Entries supplied –
//! # 汇总表行数据模型
//!
//! 定义汇总引擎的唯一输出类型：带行种类标记的有序行流。
//! 渲染与导出只读消费行流，不做任何金额重算。
//!
//! ## 行序
//! 构件行（按分类分段）→ 分类小计 → 间接费用行 → 间接费用小计
//! → 尾差调整 → 千元取整 → 合计
//!
//! ## 依赖关系
//! - 被 `rollup/` 各阶段产出
//! - 被 `rollup/render.rs`、`rollup/export.rs` 消费

use serde::Serialize;

use crate::models::component::CostCategory;

/// 单价与金额对（元）
#[derive(Debug, Clone, Copy, Default, Serialize)]
pub struct PricePair {
    pub unit_price: f64,
    pub amount: f64,
}

/// 材料+人工价格四元组（一个价格系列）
#[derive(Debug, Clone, Copy, Default, Serialize)]
pub struct PriceQuad {
    pub material: PricePair,
    pub labor: PricePair,
}

impl PriceQuad {
    /// 材料金额与人工金额之和
    pub fn total(&self) -> f64 {
        self.material.amount + self.labor.amount
    }

    /// 累加金额（小计/合计行用，单价列不参与）
    pub fn accumulate(&mut self, other: &PriceQuad) {
        self.material.amount += other.material.amount;
        self.labor.amount += other.labor.amount;
    }
}

/// 行种类
#[derive(Debug, Clone, Copy, PartialEq, Eq, Serialize)]
pub enum RowKind {
    /// 直接材料构件行
    Component,
    /// 分类小计行
    CategorySubtotal,
    /// 间接费用行
    IndirectLine,
    /// 间接费用小计行
    IndirectSubtotal,
    /// 尾差调整 / 千元取整行
    RoundingCorrection,
    /// 合计行
    GrandTotal,
}

impl RowKind {
    /// 是否显示单价与数量列（汇总性行留白）
    pub fn shows_unit_columns(&self) -> bool {
        matches!(self, RowKind::Component | RowKind::IndirectLine)
    }
}

/// 汇总表行
#[derive(Debug, Clone, Serialize)]
pub struct RollupRow {
    pub kind: RowKind,

    /// 行名称（构件名 / 分类前缀的间接费名 / 汇总标题）
    pub name: String,

    /// 规格（构件规格显示串；公式模式间接费显示百分比）
    pub spec: String,

    /// 计量单位
    pub unit: String,

    /// 数量（面积基准）
    pub quantity: Option<f64>,

    /// 件数（根/张数；焊条保留两位小数）
    pub count: Option<f64>,

    /// 订货价系列
    pub order: PriceQuad,

    /// 合同价系列
    pub contract: PriceQuad,

    /// 所属分类（汇总性行为 None）
    pub category: Option<CostCategory>,

    /// 价格缺失标记
    pub not_found: bool,
}

impl RollupRow {
    /// 构造汇总性行（小计/调整/合计），金额由调用方累加
    pub fn summary(kind: RowKind, name: impl Into<String>) -> Self {
        RollupRow {
            kind,
            name: name.into(),
            spec: String::new(),
            unit: String::new(),
            quantity: None,
            count: None,
            order: PriceQuad::default(),
            contract: PriceQuad::default(),
            category: None,
            not_found: false,
        }
    }
}

/// 单一墙型的完整汇总结果
#[derive(Debug, Clone, Serialize)]
pub struct WallTypeRollup {
    /// 墙型名称
    pub wall_type: String,

    /// 墙型合计面积（m²）
    pub area: f64,

    /// 墙体实例数
    pub wall_count: usize,

    /// 严格有序的行流
    pub rows: Vec<RollupRow>,

    /// 计算过程警告（同名材料价格分歧等）
    pub warnings: Vec<String>,
}

impl WallTypeRollup {
    /// 合计行
    pub fn grand_total(&self) -> Option<&RollupRow> {
        self.rows.iter().rev().find(|r| r.kind == RowKind::GrandTotal)
    }

    /// 合同价合计（材料+人工）
    pub fn contract_total(&self) -> f64 {
        self.grand_total().map(|r| r.contract.total()).unwrap_or(0.0)
    }

    /// 订货价合计（材料+人工）
    pub fn order_total(&self) -> f64 {
        self.grand_total().map(|r| r.order.total()).unwrap_or(0.0)
    }
}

Work instructions –
Each line of the entries that contains the word "amount" should be listed.

Solved problem –
    pub amount: f64,
        self.material.amount + self.labor.amount
        self.material.amount += other.material.amount;
        self.labor.amount += other.labor.amount;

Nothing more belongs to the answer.